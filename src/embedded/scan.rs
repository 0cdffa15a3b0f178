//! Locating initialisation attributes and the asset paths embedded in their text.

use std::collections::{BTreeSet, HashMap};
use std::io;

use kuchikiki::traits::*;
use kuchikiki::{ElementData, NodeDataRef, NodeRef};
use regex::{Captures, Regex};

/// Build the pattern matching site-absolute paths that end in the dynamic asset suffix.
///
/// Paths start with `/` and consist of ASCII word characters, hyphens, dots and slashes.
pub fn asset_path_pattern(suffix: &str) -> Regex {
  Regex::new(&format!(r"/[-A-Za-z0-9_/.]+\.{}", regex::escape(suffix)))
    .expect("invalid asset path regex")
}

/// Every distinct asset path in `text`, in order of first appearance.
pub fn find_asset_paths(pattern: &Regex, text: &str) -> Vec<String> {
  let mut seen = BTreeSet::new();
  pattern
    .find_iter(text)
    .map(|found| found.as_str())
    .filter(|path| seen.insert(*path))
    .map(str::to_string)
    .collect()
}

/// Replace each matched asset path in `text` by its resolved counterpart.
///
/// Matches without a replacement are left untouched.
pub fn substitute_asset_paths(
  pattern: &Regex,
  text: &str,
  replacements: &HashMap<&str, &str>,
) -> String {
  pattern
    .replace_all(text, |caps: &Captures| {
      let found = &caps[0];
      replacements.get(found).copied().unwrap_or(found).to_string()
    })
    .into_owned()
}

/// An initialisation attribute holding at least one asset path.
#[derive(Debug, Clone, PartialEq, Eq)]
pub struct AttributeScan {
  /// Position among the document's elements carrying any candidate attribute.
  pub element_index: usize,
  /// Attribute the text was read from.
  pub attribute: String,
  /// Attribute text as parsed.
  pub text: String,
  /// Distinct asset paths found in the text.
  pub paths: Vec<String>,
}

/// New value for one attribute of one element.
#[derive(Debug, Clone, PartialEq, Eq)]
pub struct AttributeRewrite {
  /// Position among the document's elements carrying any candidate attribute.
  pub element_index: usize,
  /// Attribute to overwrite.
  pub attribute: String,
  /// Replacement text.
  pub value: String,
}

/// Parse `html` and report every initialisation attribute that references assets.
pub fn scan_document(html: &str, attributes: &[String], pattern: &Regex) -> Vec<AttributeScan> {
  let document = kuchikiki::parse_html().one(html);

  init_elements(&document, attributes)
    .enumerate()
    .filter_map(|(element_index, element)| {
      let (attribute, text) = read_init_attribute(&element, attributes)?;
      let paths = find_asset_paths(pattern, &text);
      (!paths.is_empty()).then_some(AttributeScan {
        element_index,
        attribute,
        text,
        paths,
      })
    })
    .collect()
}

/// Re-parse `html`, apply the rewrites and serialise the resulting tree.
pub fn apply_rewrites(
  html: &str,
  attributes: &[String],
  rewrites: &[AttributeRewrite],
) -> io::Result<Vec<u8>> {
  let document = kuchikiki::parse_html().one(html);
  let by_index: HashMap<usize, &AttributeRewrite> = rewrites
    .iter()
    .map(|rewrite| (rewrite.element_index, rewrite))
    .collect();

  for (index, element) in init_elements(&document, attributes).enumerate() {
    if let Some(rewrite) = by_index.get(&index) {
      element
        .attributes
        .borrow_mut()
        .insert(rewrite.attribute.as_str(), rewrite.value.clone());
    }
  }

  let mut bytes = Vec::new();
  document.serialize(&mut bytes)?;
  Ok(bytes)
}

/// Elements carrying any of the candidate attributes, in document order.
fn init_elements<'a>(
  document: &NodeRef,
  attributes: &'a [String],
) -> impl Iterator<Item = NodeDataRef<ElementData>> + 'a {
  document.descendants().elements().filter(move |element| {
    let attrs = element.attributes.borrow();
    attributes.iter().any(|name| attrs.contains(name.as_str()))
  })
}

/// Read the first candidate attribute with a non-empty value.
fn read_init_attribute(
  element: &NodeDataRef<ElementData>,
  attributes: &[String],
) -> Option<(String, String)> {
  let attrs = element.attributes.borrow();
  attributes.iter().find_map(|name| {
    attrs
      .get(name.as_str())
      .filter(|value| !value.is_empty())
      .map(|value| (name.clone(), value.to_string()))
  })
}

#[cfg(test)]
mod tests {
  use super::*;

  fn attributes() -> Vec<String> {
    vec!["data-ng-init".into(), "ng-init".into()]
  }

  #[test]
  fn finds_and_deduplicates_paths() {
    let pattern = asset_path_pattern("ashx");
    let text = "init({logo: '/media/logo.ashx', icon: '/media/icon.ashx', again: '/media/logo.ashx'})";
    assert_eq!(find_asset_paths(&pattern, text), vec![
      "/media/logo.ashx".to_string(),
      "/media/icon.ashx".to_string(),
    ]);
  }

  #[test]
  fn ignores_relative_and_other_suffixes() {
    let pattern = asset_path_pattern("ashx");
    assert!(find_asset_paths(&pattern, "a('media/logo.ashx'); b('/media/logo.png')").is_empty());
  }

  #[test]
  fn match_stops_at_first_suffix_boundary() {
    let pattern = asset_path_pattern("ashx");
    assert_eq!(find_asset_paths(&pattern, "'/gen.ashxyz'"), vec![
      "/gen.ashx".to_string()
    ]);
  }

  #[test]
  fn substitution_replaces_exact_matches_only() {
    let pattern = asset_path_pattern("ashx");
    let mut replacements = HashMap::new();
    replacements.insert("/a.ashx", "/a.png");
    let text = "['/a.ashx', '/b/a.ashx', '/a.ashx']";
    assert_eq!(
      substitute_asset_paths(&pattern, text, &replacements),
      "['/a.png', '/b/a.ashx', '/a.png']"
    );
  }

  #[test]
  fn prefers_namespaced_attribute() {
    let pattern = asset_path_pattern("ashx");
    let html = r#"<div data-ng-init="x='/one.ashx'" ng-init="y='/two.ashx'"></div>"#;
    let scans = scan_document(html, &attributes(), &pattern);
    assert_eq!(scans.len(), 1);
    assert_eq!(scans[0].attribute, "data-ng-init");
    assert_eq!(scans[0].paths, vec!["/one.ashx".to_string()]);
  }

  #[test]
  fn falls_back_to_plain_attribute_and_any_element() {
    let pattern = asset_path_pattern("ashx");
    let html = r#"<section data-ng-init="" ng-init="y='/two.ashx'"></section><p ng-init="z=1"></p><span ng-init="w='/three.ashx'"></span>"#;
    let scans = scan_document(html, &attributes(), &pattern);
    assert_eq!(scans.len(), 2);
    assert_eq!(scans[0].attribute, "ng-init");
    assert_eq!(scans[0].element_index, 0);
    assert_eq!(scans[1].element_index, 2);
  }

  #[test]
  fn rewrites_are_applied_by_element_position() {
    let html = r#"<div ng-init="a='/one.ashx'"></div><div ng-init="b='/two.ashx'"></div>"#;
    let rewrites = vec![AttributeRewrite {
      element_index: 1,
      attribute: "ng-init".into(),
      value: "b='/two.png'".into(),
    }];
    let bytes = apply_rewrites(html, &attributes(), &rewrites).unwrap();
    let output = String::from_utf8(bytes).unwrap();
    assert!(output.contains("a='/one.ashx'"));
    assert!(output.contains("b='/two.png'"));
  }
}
■ ■ ■
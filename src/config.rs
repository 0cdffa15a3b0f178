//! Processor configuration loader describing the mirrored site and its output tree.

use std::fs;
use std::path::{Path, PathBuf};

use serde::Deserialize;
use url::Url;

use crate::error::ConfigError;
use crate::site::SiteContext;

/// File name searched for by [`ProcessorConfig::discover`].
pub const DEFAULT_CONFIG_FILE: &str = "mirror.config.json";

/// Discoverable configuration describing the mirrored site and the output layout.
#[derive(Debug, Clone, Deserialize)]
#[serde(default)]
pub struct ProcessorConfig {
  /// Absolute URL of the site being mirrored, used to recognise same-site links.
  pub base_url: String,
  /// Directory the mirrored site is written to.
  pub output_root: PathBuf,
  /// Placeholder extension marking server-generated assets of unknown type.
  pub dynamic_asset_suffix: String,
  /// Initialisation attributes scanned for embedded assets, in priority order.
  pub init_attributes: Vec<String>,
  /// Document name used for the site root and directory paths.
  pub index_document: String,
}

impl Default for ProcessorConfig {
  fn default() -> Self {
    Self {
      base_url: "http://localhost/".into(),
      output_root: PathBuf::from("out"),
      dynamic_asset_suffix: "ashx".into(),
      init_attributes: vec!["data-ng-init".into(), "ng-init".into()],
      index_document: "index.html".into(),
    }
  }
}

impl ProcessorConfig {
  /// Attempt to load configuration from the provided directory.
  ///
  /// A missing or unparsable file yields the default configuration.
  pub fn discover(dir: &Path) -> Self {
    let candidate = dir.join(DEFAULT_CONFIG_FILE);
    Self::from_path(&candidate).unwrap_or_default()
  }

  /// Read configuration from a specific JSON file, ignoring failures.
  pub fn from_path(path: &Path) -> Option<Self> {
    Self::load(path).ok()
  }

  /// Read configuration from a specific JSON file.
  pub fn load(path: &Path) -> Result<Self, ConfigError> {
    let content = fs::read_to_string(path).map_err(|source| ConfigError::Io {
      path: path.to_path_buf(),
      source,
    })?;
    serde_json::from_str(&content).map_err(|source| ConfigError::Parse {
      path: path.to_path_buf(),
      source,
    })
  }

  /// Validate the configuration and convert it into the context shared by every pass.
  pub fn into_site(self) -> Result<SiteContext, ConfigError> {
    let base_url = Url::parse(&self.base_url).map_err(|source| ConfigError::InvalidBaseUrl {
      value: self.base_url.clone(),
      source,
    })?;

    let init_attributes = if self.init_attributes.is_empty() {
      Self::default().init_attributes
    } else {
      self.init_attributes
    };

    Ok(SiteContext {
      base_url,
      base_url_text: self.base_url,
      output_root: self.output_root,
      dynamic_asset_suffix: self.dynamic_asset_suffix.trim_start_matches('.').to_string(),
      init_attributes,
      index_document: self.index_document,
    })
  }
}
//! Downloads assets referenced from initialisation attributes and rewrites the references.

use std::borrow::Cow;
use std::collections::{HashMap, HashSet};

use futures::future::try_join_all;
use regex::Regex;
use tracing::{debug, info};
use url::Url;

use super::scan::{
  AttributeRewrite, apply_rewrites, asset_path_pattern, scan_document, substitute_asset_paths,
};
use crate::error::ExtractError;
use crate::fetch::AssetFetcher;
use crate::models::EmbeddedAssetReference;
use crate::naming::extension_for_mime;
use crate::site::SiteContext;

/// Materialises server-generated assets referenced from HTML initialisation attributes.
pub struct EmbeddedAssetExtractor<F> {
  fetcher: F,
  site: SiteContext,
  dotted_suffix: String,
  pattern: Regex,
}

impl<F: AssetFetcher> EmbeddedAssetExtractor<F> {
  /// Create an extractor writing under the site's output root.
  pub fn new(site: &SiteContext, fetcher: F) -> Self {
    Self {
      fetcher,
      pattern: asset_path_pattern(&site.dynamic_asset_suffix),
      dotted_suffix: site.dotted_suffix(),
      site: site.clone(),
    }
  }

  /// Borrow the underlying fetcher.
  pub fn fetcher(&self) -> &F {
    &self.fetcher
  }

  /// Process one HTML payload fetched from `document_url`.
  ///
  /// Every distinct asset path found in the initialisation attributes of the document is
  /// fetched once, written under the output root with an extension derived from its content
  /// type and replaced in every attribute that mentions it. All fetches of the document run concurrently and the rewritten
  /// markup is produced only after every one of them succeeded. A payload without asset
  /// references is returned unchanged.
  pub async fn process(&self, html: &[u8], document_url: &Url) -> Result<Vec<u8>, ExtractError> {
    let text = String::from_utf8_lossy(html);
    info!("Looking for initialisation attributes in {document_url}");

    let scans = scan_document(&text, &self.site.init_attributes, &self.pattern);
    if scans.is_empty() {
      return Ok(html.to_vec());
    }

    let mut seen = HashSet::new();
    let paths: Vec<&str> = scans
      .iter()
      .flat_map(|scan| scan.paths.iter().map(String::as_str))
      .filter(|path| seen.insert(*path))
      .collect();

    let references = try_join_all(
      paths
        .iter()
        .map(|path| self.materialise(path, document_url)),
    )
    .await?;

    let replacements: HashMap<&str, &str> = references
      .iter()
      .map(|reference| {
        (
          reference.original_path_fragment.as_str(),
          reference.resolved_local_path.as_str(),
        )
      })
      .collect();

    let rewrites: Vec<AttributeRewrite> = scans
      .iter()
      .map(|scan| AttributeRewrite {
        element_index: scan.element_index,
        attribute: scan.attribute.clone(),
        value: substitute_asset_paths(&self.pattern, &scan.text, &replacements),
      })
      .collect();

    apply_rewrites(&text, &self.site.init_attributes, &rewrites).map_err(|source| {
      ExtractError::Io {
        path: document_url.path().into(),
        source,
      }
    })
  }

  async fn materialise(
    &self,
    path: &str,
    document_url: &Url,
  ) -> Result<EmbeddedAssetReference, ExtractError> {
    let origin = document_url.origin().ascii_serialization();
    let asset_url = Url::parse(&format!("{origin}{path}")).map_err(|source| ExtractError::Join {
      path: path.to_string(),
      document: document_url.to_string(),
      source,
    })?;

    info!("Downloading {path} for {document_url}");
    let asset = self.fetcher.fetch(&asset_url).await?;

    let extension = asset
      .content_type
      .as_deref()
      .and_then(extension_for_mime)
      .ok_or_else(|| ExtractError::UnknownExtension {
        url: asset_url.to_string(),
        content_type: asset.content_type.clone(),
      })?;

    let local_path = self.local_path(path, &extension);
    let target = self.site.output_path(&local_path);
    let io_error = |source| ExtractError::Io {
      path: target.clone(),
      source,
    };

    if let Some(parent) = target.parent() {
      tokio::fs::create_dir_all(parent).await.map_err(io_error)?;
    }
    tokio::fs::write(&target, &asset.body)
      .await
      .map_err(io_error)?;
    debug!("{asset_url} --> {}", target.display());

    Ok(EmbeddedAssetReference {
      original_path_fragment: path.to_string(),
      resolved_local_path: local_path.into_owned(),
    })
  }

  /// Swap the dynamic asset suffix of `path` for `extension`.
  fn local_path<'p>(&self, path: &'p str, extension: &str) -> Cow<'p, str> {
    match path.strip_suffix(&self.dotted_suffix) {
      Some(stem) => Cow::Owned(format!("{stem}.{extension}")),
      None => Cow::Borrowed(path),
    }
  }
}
■ ■ ■
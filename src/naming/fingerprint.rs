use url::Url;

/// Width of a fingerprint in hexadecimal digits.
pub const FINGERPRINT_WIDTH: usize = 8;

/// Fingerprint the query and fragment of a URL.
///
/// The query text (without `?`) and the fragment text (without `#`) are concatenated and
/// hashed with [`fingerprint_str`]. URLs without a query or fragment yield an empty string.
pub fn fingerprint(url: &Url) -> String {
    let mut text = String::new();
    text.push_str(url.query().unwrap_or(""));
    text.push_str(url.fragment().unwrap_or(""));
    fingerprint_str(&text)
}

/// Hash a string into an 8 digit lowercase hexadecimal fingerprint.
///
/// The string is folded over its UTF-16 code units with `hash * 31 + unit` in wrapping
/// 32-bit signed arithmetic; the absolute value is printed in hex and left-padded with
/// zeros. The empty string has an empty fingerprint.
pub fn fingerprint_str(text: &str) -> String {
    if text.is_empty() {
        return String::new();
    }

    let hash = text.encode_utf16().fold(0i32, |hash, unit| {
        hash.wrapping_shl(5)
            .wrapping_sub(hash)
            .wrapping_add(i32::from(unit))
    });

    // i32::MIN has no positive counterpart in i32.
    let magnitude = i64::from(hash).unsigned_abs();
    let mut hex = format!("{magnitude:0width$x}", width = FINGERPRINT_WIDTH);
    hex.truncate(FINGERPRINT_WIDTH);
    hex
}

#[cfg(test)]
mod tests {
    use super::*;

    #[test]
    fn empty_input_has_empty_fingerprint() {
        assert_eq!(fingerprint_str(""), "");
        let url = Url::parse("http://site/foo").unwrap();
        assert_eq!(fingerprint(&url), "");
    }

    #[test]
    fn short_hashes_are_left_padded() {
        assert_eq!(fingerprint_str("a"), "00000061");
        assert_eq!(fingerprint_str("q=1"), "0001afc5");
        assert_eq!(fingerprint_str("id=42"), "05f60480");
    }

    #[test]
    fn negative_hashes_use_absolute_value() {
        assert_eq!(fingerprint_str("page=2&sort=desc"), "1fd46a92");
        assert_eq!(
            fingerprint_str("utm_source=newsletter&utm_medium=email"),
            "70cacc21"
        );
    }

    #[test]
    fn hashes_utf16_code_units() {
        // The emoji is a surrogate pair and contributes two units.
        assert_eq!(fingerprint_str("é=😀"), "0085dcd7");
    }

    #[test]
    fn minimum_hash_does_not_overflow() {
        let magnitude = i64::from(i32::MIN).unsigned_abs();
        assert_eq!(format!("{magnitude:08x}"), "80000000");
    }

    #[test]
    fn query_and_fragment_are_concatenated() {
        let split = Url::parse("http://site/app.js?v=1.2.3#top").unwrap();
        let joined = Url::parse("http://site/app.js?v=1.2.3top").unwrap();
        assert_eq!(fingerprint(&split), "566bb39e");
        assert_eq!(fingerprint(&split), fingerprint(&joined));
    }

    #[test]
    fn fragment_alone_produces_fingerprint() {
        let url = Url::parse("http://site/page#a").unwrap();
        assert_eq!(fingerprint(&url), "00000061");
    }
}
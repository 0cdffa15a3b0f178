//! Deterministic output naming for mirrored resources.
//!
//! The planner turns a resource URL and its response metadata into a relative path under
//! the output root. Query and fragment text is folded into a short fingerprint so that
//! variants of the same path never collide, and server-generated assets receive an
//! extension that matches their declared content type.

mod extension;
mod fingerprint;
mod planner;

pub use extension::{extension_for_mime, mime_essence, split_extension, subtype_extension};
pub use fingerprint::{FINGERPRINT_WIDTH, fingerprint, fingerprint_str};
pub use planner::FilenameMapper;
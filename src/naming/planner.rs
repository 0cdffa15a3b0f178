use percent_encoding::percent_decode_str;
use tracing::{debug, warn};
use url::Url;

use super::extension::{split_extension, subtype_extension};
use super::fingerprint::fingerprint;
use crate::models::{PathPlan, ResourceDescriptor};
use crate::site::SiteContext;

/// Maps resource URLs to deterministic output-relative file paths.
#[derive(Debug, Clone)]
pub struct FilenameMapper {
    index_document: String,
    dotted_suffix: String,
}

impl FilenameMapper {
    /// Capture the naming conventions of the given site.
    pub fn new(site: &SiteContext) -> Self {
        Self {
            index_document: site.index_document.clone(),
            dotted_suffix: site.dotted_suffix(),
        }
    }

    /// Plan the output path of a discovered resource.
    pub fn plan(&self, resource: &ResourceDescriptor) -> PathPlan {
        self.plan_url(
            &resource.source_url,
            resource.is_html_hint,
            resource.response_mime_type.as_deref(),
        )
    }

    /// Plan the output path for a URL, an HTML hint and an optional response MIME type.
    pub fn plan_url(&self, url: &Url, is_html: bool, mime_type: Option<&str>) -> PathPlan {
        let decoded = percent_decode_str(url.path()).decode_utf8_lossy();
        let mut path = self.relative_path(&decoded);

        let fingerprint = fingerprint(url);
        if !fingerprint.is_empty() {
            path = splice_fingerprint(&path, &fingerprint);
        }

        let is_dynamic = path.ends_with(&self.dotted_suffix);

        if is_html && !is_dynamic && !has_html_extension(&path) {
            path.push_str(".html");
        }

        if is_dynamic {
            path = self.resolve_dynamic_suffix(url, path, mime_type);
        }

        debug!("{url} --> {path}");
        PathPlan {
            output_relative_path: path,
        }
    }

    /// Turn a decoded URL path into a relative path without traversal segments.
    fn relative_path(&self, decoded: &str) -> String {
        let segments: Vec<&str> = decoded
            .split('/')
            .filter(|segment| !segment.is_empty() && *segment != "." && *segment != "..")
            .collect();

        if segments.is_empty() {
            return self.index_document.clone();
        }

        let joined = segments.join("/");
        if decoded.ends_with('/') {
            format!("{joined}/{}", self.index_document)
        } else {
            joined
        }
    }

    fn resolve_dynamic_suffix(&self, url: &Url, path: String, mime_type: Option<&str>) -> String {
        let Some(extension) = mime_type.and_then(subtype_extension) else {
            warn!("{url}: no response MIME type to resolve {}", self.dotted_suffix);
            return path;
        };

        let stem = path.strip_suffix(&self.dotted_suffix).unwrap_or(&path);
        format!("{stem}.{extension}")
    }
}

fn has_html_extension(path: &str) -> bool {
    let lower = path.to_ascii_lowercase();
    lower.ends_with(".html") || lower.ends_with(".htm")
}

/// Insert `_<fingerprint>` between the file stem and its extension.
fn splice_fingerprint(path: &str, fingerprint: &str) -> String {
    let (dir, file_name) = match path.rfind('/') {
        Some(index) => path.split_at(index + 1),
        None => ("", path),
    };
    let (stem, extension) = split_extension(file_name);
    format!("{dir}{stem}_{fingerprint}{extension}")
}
■ ■ ■
- **BRIEF**
Please return all lines in the material above that include the word "parent".

- **ANSWER SPACE**
    if let Some(parent) = target.parent() {
      tokio::fs::create_dir_all(parent).await.map_err(io_error)?;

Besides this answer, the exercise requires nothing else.